Отсылая читателя к мастерскому анализу характера и трагической роли Чацкого, сделанному знаменитым автором "Обломова", мы скажем только, что действительно грибоедовский герой, все горе которого происходило от ума, живо напоминает лучших деятелей той эпохи. Это – истинно просвещенный, серьезно образованный человек, одушевленный лучшими стремлениями, жаждущий живой деятельности – "служения делу, а не лицам". Его "программа" достаточно ясна. Чацкий – поборник просвещения и правовых норм, враг произвола и злоупотреблений, друг народа, даже "народник". Без всякого сомнения, в его "программу" прежде всего входила отмена крепостного права, осуждение которого ясно звучит в монологе: "А судьи кто?.."
{Тот Нестор негодяев знатных,
Толпою окруженный слуг?
Усердствуя, они, в часы вина и драки,
И жизнь, и честь его не раз спасали; вдруг
На них он выменял борзые три собаки!
Или вон тот еще, который для затей,
На крепостной балет согнал на многих фурах
От матерей, отцов отторженных детей?..}
Напомним для лучшего оттенения идейной стороны речей Чацкого, что все его обличения опирались на "фактических данных". Он очень прозрачно намекает на лиц, всем известных тогда, по крайней мере в столичном обществе, и на их деяния, уже ставшие достоянием более или менее скандальной хроники. В его горячих, желчных речах слышен голос не моралиста, а трибуна, который хорошо знает, против чего он идет, во имя чего горячится, кого обличает.
Остается еще один пункт, который позже, когда обострился знаменитый спор между западниками и славянофилами, подал повод видеть в Чацком предтечу славянофильства. Это его известная выходка против европейского костюма (фрака), панегирик старинной русской одежде и рискованная, с языка сорвавшаяся фраза о "премудром незнании иноземцев", которое нам не мешало бы позаимствовать у китайцев.
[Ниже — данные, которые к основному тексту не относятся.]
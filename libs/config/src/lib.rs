//! # StableSwap Solver Configuration
//!
//! Tuning parameters for the StableSwap invariant solver, together with the
//! defaults that mirror the on-chain contract's Newton iteration.
//!
//! ## Features
//!
//! - **Defaults**: iteration cap and convergence tolerance used by every
//!   solver entry point that is not handed an explicit configuration
//! - **Layered loading**: optional TOML file, then `STABLESWAP_*` environment
//!   variables
//!
//! ## Usage
//!
//! ```rust
//! use stableswap_config::{defaults, SolverConfig};
//!
//! let config = SolverConfig::default();
//! assert_eq!(config.max_iterations, defaults::DEFAULT_MAX_ITERATIONS);
//! assert_eq!(config.tolerance, defaults::DEFAULT_TOLERANCE);
//! ```

pub mod defaults;
pub mod solver_config;

pub use defaults::*;
pub use solver_config::{load_config, SolverConfig};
Гончаров видит в этом просто результат некоторого затмения мысли, вызванного всем ходом коллизии; возбужденный, ожесточенный, выбитый из колеи, Чацкий "заговаривается", впадает в крайности.-- Отчасти это верно, но нужно говорить, что националистические тенденции, напоминающие позднейшее славянофильство, вообще замечаются у передовых людей той эпохи, а лично у самого Грибоедова были выражены, может быть, ярче, чем у других.
Едва ли можно сомневаться в том, что в речах Чацкого Грибоедов дал выражение своим собственным взглядам, симпатиям и антипатиям, наконец, настроению {О Чацком, как портрете самого Грибоедова, подробно говорит А. П. Кадлубовский в своей прекрасной речи: "Несколько слов о значении А. С. Грибоедова в развитии русской поэзии" (Киев, 1896 г. См. с. 13 и сл.). См. также – Алексей Веселовский. "Этюды и характеристики", статья "Грибоедов", с. 514 и сл.}. В известных строках Пушкина, посвященных Грибоедову, говорится, между прочим, о его "меланхолическом характере" и "озлобленном уме", что напоминает Чацкого11. Резкая оппозиция пошлости, рутине, обскурантизму, обществу, столь характерная в Чацком, была, по-видимому, отличительной чертой Грибоедова; он гораздо меньше Пушкина и даже Лермонтова умел уживаться в этом обществе, да и вообще среди господствовавших понятий и порядков. Нелишне отметить и то, что, в противоположность будущим славянофилам, Грибоедов тяготел к Петербургу, а Москву не любил, чувствуя себя в московском обществе в положении Чацкого. Эта антипатия к Москве была у него, москвича, застарелая и прочная,– она питалась впечатлениями детства и юности. Сюда относится следующее место в письме к Бегичеву (от 18 сентября 1818 г.): "В Москве все не по мне: праздность, роскошь, не сопряженные ни с малейшим чувством к чему-нибудь хорошему. Прежде там любили музыку, нынче и она в пренебрежении; ни в ком нет любви к чему-нибудь изящному, и притом "нет пророка без чести, токмо в отечестве своем, в сродстве и в дому своем": отечество, сродство и дом мой – в Москве. Все тамошние помнят во мне Сашу, милого ребенка, который теперь вырос, много повесничал, наконец, становится к чему-то годен, определен в миссию и может со временем попасть в статские советники, а больше во мне ничего видеть не хотят.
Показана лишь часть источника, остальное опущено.